Gordon Brown has made it to number 29 in Forbes’s annual global power list. I won’t quarrel with that — Brown also appeared at 29 in our recent list of the 50 people who matter today.
It’s certainly an improvement over GQ’s risible “100 most influential men in Britain”, which put David Cameron at number one (the GQ editor, Dylan Jones, is the author of Cameron on Cameron, a book of conversations with the Tory leader), George Osborne at number four and Brown at number nine.
Forbes’s accompanying blurb for Brown bizarrely fails to mention his considerable influence on the global bank bailout, something that led Paul Krugman to declare that Brown had acted with “stunning speed” and that he had “defined the character of the worldwide rescue operation”.

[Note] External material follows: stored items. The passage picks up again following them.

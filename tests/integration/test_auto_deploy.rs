//! Auto-deploy tagging tests against the in-process API fake

use anyhow::Result;

use crate::helpers::*;
use release_train::api::{ContentApi, RefInfo};
use release_train::auto_deploy::{self, AutoDeployBranch, AutoDeployTagger};
use release_train::components::VersionMap;
use release_train::core::context::RunContext;
use release_train::release::ReleaseMetadata;

const BRANCH: &str = "12-9-auto-deploy-20200226";
const APP: &str = "gitlab-org/gitlab-ee";
const OMNIBUS: &str = "gitlab-org/omnibus-gitlab";
const CNG: &str = "gitlab-org/build/CNG";
const DEPLOYER: &str = "gitlab-com/gl-infra/deployer";
const HELM: &str = "gitlab-org/charts/gitlab";

const APP_SHA: &str = "a1b2c3d4e5f6a7b8c9d0";
const OMNIBUS_SHA: &str = "0123456789abcdef0123";

const COMPONENT_FILES: &[(&str, &str)] = &[
  ("GITALY_SERVER_VERSION", "12.9.0"),
  ("GITLAB_ELASTICSEARCH_INDEXER_VERSION", "1.5.0"),
  ("GITLAB_PAGES_VERSION", "1.16.0"),
  ("GITLAB_SHELL_VERSION", "11.0.0"),
  ("GITLAB_WORKHORSE_VERSION", "8.21.0"),
];

fn branch() -> AutoDeployBranch {
  AutoDeployBranch::parse(BRANCH).unwrap()
}

/// Fake with the application's pins at `APP_SHA` and its branch tip set.
fn seeded_app() -> FakeApi {
  let api = FakeApi::new();
  api.set_commit(APP, BRANCH, APP_SHA, fixed_time(9, 0));

  for (file, version) in COMPONENT_FILES {
    api.set_file(APP, APP_SHA, file, &format!("{}\n", version));
  }

  api
}

/// Write the current component map into the packaging repo so nothing has
/// drifted.
fn sync_omnibus_pins(api: &FakeApi) {
  api.set_file(OMNIBUS, BRANCH, "VERSION", &format!("{}\n", APP_SHA));
  for (file, version) in COMPONENT_FILES {
    api.set_file(OMNIBUS, BRANCH, file, &format!("{}\n", version));
  }
}

fn component_map() -> VersionMap {
  let mut versions = VersionMap::new();
  versions.insert("VERSION".to_string(), APP_SHA.to_string());
  for (file, version) in COMPONENT_FILES {
    versions.insert((*file).to_string(), (*version).to_string());
  }
  versions
}

#[test]
fn tag_name_is_deterministic_and_minute_sensitive() {
  let api = FakeApi::new();
  let ops = FakeApi::new();
  let ctx = RunContext::new(false, false);
  let tagger = AutoDeployTagger::omnibus(&api, &ops, ctx, branch(), ReleaseMetadata::new());

  let versions = component_map();

  api.set_commit(OMNIBUS, BRANCH, OMNIBUS_SHA, fixed_time(10, 42));
  let head = api.commit(OMNIBUS, BRANCH).unwrap();
  let name = tagger.tag_name(&head, &versions);
  assert_eq!(name, "12.9.202602261042+a1b2c3d4e5f.0123456789a");
  assert_eq!(name, tagger.tag_name(&head, &versions));

  api.set_commit(OMNIBUS, BRANCH, OMNIBUS_SHA, fixed_time(10, 43));
  let later = api.commit(OMNIBUS, BRANCH).unwrap();
  assert_ne!(tagger.tag_name(&later, &versions), name);
}

#[test]
fn drifted_pins_are_synced_and_tagged() -> Result<()> {
  let api = seeded_app();
  let ops = FakeApi::new();
  let ctx = RunContext::new(false, false);
  let metadata = ReleaseMetadata::new();

  // stale gitaly pin in the packaging repo
  sync_omnibus_pins(&api);
  api.set_file(OMNIBUS, BRANCH, "GITALY_SERVER_VERSION", "12.8.0\n");
  api.set_commit(OMNIBUS, BRANCH, OMNIBUS_SHA, fixed_time(10, 42));

  let tag = auto_deploy::tag_omnibus(&api, &ops, ctx, branch(), metadata.clone())?.unwrap();
  assert_eq!(tag.name, "12.9.202602261042+a1b2c3d4e5f.0123456789a");

  // the pin was updated in one commit alongside the others
  assert_eq!(api.file(OMNIBUS, BRANCH, "GITALY_SERVER_VERSION").as_deref(), Some("12.9.0\n"));
  assert_eq!(api.created_commits(), vec![(OMNIBUS.to_string(), "Update component versions".to_string())]);

  // primary tag on the branch tip, mirror tag on the trigger repo's master
  let tags = api.created_tags();
  assert_eq!(tags, vec![(OMNIBUS.to_string(), tag.name.clone(), OMNIBUS_SHA.to_string())]);
  let ops_tags = ops.created_tags();
  assert_eq!(ops_tags, vec![(DEPLOYER.to_string(), tag.name.clone(), "master".to_string())]);

  let releases = metadata.releases();
  assert_eq!(releases.len(), 1);
  assert_eq!(releases[0].name, "omnibus-gitlab");
  assert_eq!(releases[0].version, tag.name);
  assert_eq!(releases[0].sha, OMNIBUS_SHA);

  Ok(())
}

#[test]
fn unchanged_pins_with_tagged_tip_do_nothing() -> Result<()> {
  let api = seeded_app();
  let ops = FakeApi::new();
  let ctx = RunContext::new(false, false);

  sync_omnibus_pins(&api);
  api.set_commit(OMNIBUS, BRANCH, OMNIBUS_SHA, fixed_time(10, 42));
  api.set_refs(
    OMNIBUS,
    OMNIBUS_SHA,
    vec![
      RefInfo { ref_type: "branch".to_string(), name: BRANCH.to_string() },
      RefInfo { ref_type: "tag".to_string(), name: "12.9.202602260800+aaa.bbb".to_string() },
    ],
  );

  let tag = auto_deploy::tag_omnibus(&api, &ops, ctx, branch(), ReleaseMetadata::new())?;

  assert!(tag.is_none());
  assert!(api.created_tags().is_empty());
  assert!(api.created_commits().is_empty());

  Ok(())
}

#[test]
fn untagged_tip_is_tagged_even_without_pin_changes() -> Result<()> {
  let api = seeded_app();
  let ops = FakeApi::new();
  let ctx = RunContext::new(false, false);

  sync_omnibus_pins(&api);
  api.set_commit(OMNIBUS, BRANCH, OMNIBUS_SHA, fixed_time(10, 42));
  api.set_refs(
    OMNIBUS,
    OMNIBUS_SHA,
    vec![RefInfo { ref_type: "branch".to_string(), name: BRANCH.to_string() }],
  );

  let tag = auto_deploy::tag_omnibus(&api, &ops, ctx, branch(), ReleaseMetadata::new())?;

  assert!(tag.is_some());
  assert!(api.created_commits().is_empty());
  assert_eq!(api.created_tags().len(), 1);

  Ok(())
}

#[test]
fn dependent_tag_failure_does_not_fail_the_run() -> Result<()> {
  let api = seeded_app();
  let ops = FakeApi::new();
  let ctx = RunContext::new(false, false);

  sync_omnibus_pins(&api);
  api.set_file(OMNIBUS, BRANCH, "GITALY_SERVER_VERSION", "12.8.0\n");
  api.set_commit(OMNIBUS, BRANCH, OMNIBUS_SHA, fixed_time(10, 42));
  ops.fail_tags_for(DEPLOYER);

  let tag = auto_deploy::tag_omnibus(&api, &ops, ctx, branch(), ReleaseMetadata::new())?;

  assert!(tag.is_some());
  assert_eq!(api.created_tags().len(), 1);
  assert!(ops.created_tags().is_empty());

  Ok(())
}

#[test]
fn primary_tag_failure_propagates() {
  let api = seeded_app();
  let ops = FakeApi::new();
  let ctx = RunContext::new(false, false);

  sync_omnibus_pins(&api);
  api.set_file(OMNIBUS, BRANCH, "GITALY_SERVER_VERSION", "12.8.0\n");
  api.set_commit(OMNIBUS, BRANCH, OMNIBUS_SHA, fixed_time(10, 42));
  api.fail_tags_for(OMNIBUS);

  let result = auto_deploy::tag_omnibus(&api, &ops, ctx, branch(), ReleaseMetadata::new());

  assert!(result.is_err());
  assert!(ops.created_tags().is_empty());
}

#[test]
fn failed_pin_sync_leaves_no_partial_state() {
  let api = seeded_app();
  let ops = FakeApi::new();
  let ctx = RunContext::new(false, false);

  sync_omnibus_pins(&api);
  api.set_file(OMNIBUS, BRANCH, "GITALY_SERVER_VERSION", "12.8.0\n");
  api.set_commit(OMNIBUS, BRANCH, OMNIBUS_SHA, fixed_time(10, 42));
  api.fail_create_commit();

  let result = auto_deploy::tag_omnibus(&api, &ops, ctx, branch(), ReleaseMetadata::new());

  assert!(result.is_err());
  assert_eq!(api.file(OMNIBUS, BRANCH, "GITALY_SERVER_VERSION").as_deref(), Some("12.8.0\n"));
  assert!(api.created_tags().is_empty());
}

#[test]
fn dry_run_records_intent_without_writing() -> Result<()> {
  let api = seeded_app();
  let ops = FakeApi::new();
  let ctx = RunContext::new(false, true);
  let metadata = ReleaseMetadata::new();

  sync_omnibus_pins(&api);
  api.set_file(OMNIBUS, BRANCH, "GITALY_SERVER_VERSION", "12.8.0\n");
  api.set_commit(OMNIBUS, BRANCH, OMNIBUS_SHA, fixed_time(10, 42));

  let tag = auto_deploy::tag_omnibus(&api, &ops, ctx, branch(), metadata.clone())?;

  assert!(tag.is_none());
  assert!(api.created_tags().is_empty());
  assert!(api.created_commits().is_empty());
  assert_eq!(api.file(OMNIBUS, BRANCH, "GITALY_SERVER_VERSION").as_deref(), Some("12.8.0\n"));

  // the run still records what it would have tagged
  assert_eq!(metadata.releases().len(), 1);

  Ok(())
}

#[test]
fn cng_tagging_translates_variables_and_mirrors_to_charts() -> Result<()> {
  let api = seeded_app();
  let ctx = RunContext::new(false, false);

  api.set_file(
    APP,
    APP_SHA,
    "Gemfile.lock",
    "GEM\n  specs:\n    gitlab-mail_room (0.0.9)\n",
  );
  api.set_commit(CNG, BRANCH, OMNIBUS_SHA, fixed_time(10, 42));

  let tag = auto_deploy::tag_cng(&api, ctx, branch(), ReleaseMetadata::new())?.unwrap();

  // image tags carry only the application ref, not their own tip
  assert_eq!(tag.name, "12.9.202602261042+a1b2c3d4e5f");

  let app_pin = format!("{}\n", APP_SHA);
  assert_eq!(api.file(CNG, BRANCH, "variables/GITLAB_VERSION").as_deref(), Some(app_pin.as_str()));
  assert_eq!(api.file(CNG, BRANCH, "variables/GITALY_VERSION").as_deref(), Some("v12.9.0\n"));
  assert_eq!(api.file(CNG, BRANCH, "variables/MAILROOM_VERSION").as_deref(), Some("v0.0.9\n"));

  let tags = api.created_tags();
  assert!(tags.contains(&(CNG.to_string(), tag.name.clone(), OMNIBUS_SHA.to_string())));
  assert!(tags.contains(&(HELM.to_string(), tag.name.clone(), "master".to_string())));

  Ok(())
}
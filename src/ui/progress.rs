//! Progress indicators for long-running operations
//!
//! Uses `linya` for allocation-free, concurrency-optimized progress bars

use linya::{Bar, Progress};
use std::sync::Mutex;

/// Progress bar for component version fetches, shared across worker
/// threads via interior locking so `inc` takes `&self`.
pub struct ComponentProgress {
  progress: Mutex<Progress>,
  bar: Bar,
}

impl ComponentProgress {
  pub fn new(total: usize, label: impl Into<String>) -> Self {
    let mut progress = Progress::new();
    let bar = progress.bar(total, label.into());
    Self {
      progress: Mutex::new(progress),
      bar,
    }
  }

  /// Increment progress by 1 (thread-safe)
  pub fn inc(&self) {
    self.progress.lock().unwrap().inc_and_draw(&self.bar, 1);
  }
}
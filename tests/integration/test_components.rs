//! Component version resolution tests against the in-process API fake

use anyhow::Result;

use crate::helpers::*;
use release_train::components::{ComponentVersions, VersionMap};
use release_train::core::context::RunContext;
use release_train::project;

const APP: &str = "gitlab-org/gitlab-ee";
const OMNIBUS: &str = "gitlab-org/omnibus-gitlab";
const SHA: &str = "a1b2c3d4e5f6a7b8c9d0";

fn seeded() -> FakeApi {
  let api = FakeApi::new();
  api.set_file(APP, SHA, "GITALY_SERVER_VERSION", "12.9.0\n");
  api.set_file(APP, SHA, "GITLAB_ELASTICSEARCH_INDEXER_VERSION", "1.5.0\n");
  api.set_file(APP, SHA, "GITLAB_PAGES_VERSION", "1.16.0\n");
  api.set_file(APP, SHA, "GITLAB_SHELL_VERSION", "11.0.0\n");
  api.set_file(APP, SHA, "GITLAB_WORKHORSE_VERSION", "8.21.0\n");
  api
}

#[test]
fn omnibus_versions_pairs_the_commit_with_component_pins() -> Result<()> {
  let api = seeded();
  let ctx = RunContext::new(false, false);
  let components = ComponentVersions::new(&api, ctx);

  let versions = components.omnibus_versions(&project::GITLAB_EE, SHA)?;

  assert_eq!(versions["VERSION"], SHA);
  assert_eq!(versions["GITALY_SERVER_VERSION"], "12.9.0");
  assert_eq!(versions["GITLAB_WORKHORSE_VERSION"], "8.21.0");
  assert_eq!(versions.len(), 6);

  Ok(())
}

#[test]
fn missing_component_file_is_an_error() {
  let api = FakeApi::new();
  let ctx = RunContext::new(false, false);
  let components = ComponentVersions::new(&api, ctx);

  assert!(components.omnibus_versions(&project::GITLAB_EE, SHA).is_err());
}

#[test]
fn cng_versions_add_the_mailroom_pin() -> Result<()> {
  let api = seeded();
  api.set_file(APP, SHA, "Gemfile.lock", "GEM\n  specs:\n    gitlab-mail_room (0.0.9)\n");

  let ctx = RunContext::new(false, false);
  let components = ComponentVersions::new(&api, ctx);

  let versions = components.cng_versions(&project::GITLAB_EE, SHA)?;
  assert_eq!(versions["MAILROOM_VERSION"], "0.0.9");

  Ok(())
}

#[test]
fn change_detection_ignores_trailing_newlines() -> Result<()> {
  let api = FakeApi::new();
  let ctx = RunContext::new(false, false);
  let components = ComponentVersions::new(&api, ctx);

  let mut versions = VersionMap::new();
  versions.insert("GITALY_SERVER_VERSION".to_string(), "12.9.0".to_string());

  api.set_file(OMNIBUS, "master", "GITALY_SERVER_VERSION", "12.9.0\n");
  assert!(!components.omnibus_version_changes("master", &versions)?);

  api.set_file(OMNIBUS, "master", "GITALY_SERVER_VERSION", "12.9.0");
  assert!(!components.omnibus_version_changes("master", &versions)?);

  api.set_file(OMNIBUS, "master", "GITALY_SERVER_VERSION", "12.8.0\n");
  assert!(components.omnibus_version_changes("master", &versions)?);

  Ok(())
}

#[test]
fn unreadable_pin_counts_as_changed() -> Result<()> {
  let api = FakeApi::new();
  let ctx = RunContext::new(false, false);
  let components = ComponentVersions::new(&api, ctx);

  let mut versions = VersionMap::new();
  versions.insert("GITALY_SERVER_VERSION".to_string(), "12.9.0".to_string());

  // file absent from the packaging repo entirely
  assert!(components.omnibus_version_changes("master", &versions)?);

  Ok(())
}
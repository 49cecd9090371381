use crate::core::context::RunContext;
use crate::core::error::{TrainError, TrainResult};
use crate::core::version::{Edition, Version};
use crate::release::{Release, ReleaseKind, ReleaseMetadata, ReleaseOutcome};

/// Run the release command
pub fn run_release(project: String, version: String, ctx: RunContext) -> TrainResult<()> {
  let version = Version::parse(&version)?;
  let kind = parse_kind(&project, &version)?;

  let metadata = ReleaseMetadata::new();
  let outcome = Release::new(kind, version, ctx, metadata.clone())?.execute()?;

  match &outcome {
    ReleaseOutcome::Completed { tag } => {
      println!("✅ Released {} as '{}'", kind.release_name(), tag);
    }
    ReleaseOutcome::SkippedTagExists { tag } => {
      println!("⚠️ Tag '{}' already exists; {} was not re-released", tag, kind.release_name());
    }
  }

  let releases = metadata.releases();
  if !releases.is_empty() {
    println!("{}", metadata.to_json()?);
  }

  Ok(())
}

fn parse_kind(project: &str, version: &Version) -> TrainResult<ReleaseKind> {
  match project {
    "gitlab" => {
      let edition = if version.is_ee() { Edition::Ee } else { Edition::Ce };
      Ok(ReleaseKind::Gitlab { edition })
    }
    "gitlab-ee" => Ok(ReleaseKind::Gitlab { edition: Edition::Ee }),
    "gitlab-ce" => Ok(ReleaseKind::Gitlab { edition: Edition::Ce }),
    "gitaly" => Ok(ReleaseKind::Gitaly),
    "omnibus" | "omnibus-gitlab" => Ok(ReleaseKind::Omnibus),
    other => Err(TrainError::with_help(
      format!("Unknown project '{}'", other),
      "Supported projects: gitlab, gitlab-ee, gitlab-ce, gitaly, omnibus",
    )),
  }
}
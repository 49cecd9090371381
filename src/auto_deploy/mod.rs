//! Auto-deploy tagging
//!
//! Every few hours a coordinator asks: did anything land on the
//! auto-deploy branch since the last package was cut? The builders here
//! answer that by comparing the application's component pins against the
//! packaging repository and checking whether the branch tip already
//! carries a tag. When something changed, the pins are synced in a single
//! commit and the branch tip is tagged for the deployment pipeline.

mod branch;
mod tagger;

pub use branch::AutoDeployBranch;
pub use tagger::AutoDeployTagger;

use log::info;

use crate::api::{ApiTag, ContentApi};
use crate::components::ComponentVersions;
use crate::core::context::RunContext;
use crate::core::error::TrainResult;
use crate::project;
use crate::release::ReleaseMetadata;

/// Sync component pins into the package repository and tag its auto-deploy
/// branch. Returns the created tag, or `None` when there was nothing to
/// deploy (or this is a dry run).
pub fn tag_omnibus(
  api: &dyn ContentApi,
  ops_api: &dyn ContentApi,
  ctx: RunContext,
  branch: AutoDeployBranch,
  metadata: ReleaseMetadata,
) -> TrainResult<Option<ApiTag>> {
  let components = ComponentVersions::new(api, ctx);

  let app_head = api.commit(&project::GITLAB_EE.path_for(&ctx), branch.name())?;
  let versions = components.omnibus_versions(&project::GITLAB_EE, &app_head.id)?;

  let tagger = AutoDeployTagger::omnibus(api, ops_api, ctx, branch.clone(), metadata);

  let changed = components.omnibus_version_changes(branch.name(), &versions)?;
  if changed {
    components.update_omnibus(branch.name(), &versions)?;
  }

  if changed || tagger.tip_untagged()? {
    tagger.tag(&versions)
  } else {
    info!("No changes on '{}'; nothing to tag", branch.name());
    Ok(None)
  }
}

/// Sync image build variables into the container image repository and tag
/// its auto-deploy branch.
pub fn tag_cng(
  api: &dyn ContentApi,
  ctx: RunContext,
  branch: AutoDeployBranch,
  metadata: ReleaseMetadata,
) -> TrainResult<Option<ApiTag>> {
  let components = ComponentVersions::new(api, ctx);

  let app_head = api.commit(&project::GITLAB_EE.path_for(&ctx), branch.name())?;
  let versions = components.cng_versions(&project::GITLAB_EE, &app_head.id)?;

  let tagger = AutoDeployTagger::cng(api, ctx, branch.clone(), metadata);

  let changed = components.cng_version_changes(branch.name(), &versions)?;
  if changed {
    components.update_cng(branch.name(), &versions)?;
  }

  if changed || tagger.tip_untagged()? {
    tagger.tag(&versions)
  } else {
    info!("No changes on '{}'; nothing to tag", branch.name());
    Ok(None)
  }
}
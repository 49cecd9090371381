use crate::core::error::VersionError;

/// An auto-deploy branch such as `12-9-auto-deploy-20200226`.
///
/// Only the leading major and minor numbers matter here; the date suffix is
/// carried opaquely in the branch name.
#[derive(Debug, Clone, PartialEq, Eq)]
pub struct AutoDeployBranch {
  name: String,
  major: u64,
  minor: u64,
}

impl AutoDeployBranch {
  pub fn parse(name: &str) -> Result<Self, VersionError> {
    let mut parts = name.split('-');

    let major = parts.next().and_then(|p| p.parse().ok());
    let minor = parts.next().and_then(|p| p.parse().ok());

    match (major, minor) {
      (Some(major), Some(minor)) => Ok(AutoDeployBranch {
        name: name.to_string(),
        major,
        minor,
      }),
      _ => Err(VersionError::BranchWithoutVersion { branch: name.to_string() }),
    }
  }

  pub fn name(&self) -> &str {
    &self.name
  }

  pub fn major(&self) -> u64 {
    self.major
  }

  pub fn minor(&self) -> u64 {
    self.minor
  }
}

But the magazine does claim that voters will have their say on Brown “in June”. Unless someone has improbably leaked the date of the general election to Forbes (3 June would be the last possible date), this appears to be another example of the casual foreign assumption that the UK has fixed-term parliaments. In fact, the ability of British prime ministers to go to the country at a time of their choosing is something that gives them more power than many of their foreign counterparts.
What of the rest of the list? Nicolas Sarkozy, a man with a pronounced Napoleon complex, will be astonished to see himself at a humbling 56th. But the BBC director general, Mark Thompson (the only Brit on the list other than Brown), should be pleased to sneak in at 65 after a fraught year for the corporation.
Finally, Rupert Murdoch’s animus against the “parasites” of Google is unlikely to ease after Sergey Brin and Larry Page were given fifth place, leaving the media mogul trailing in seventh position.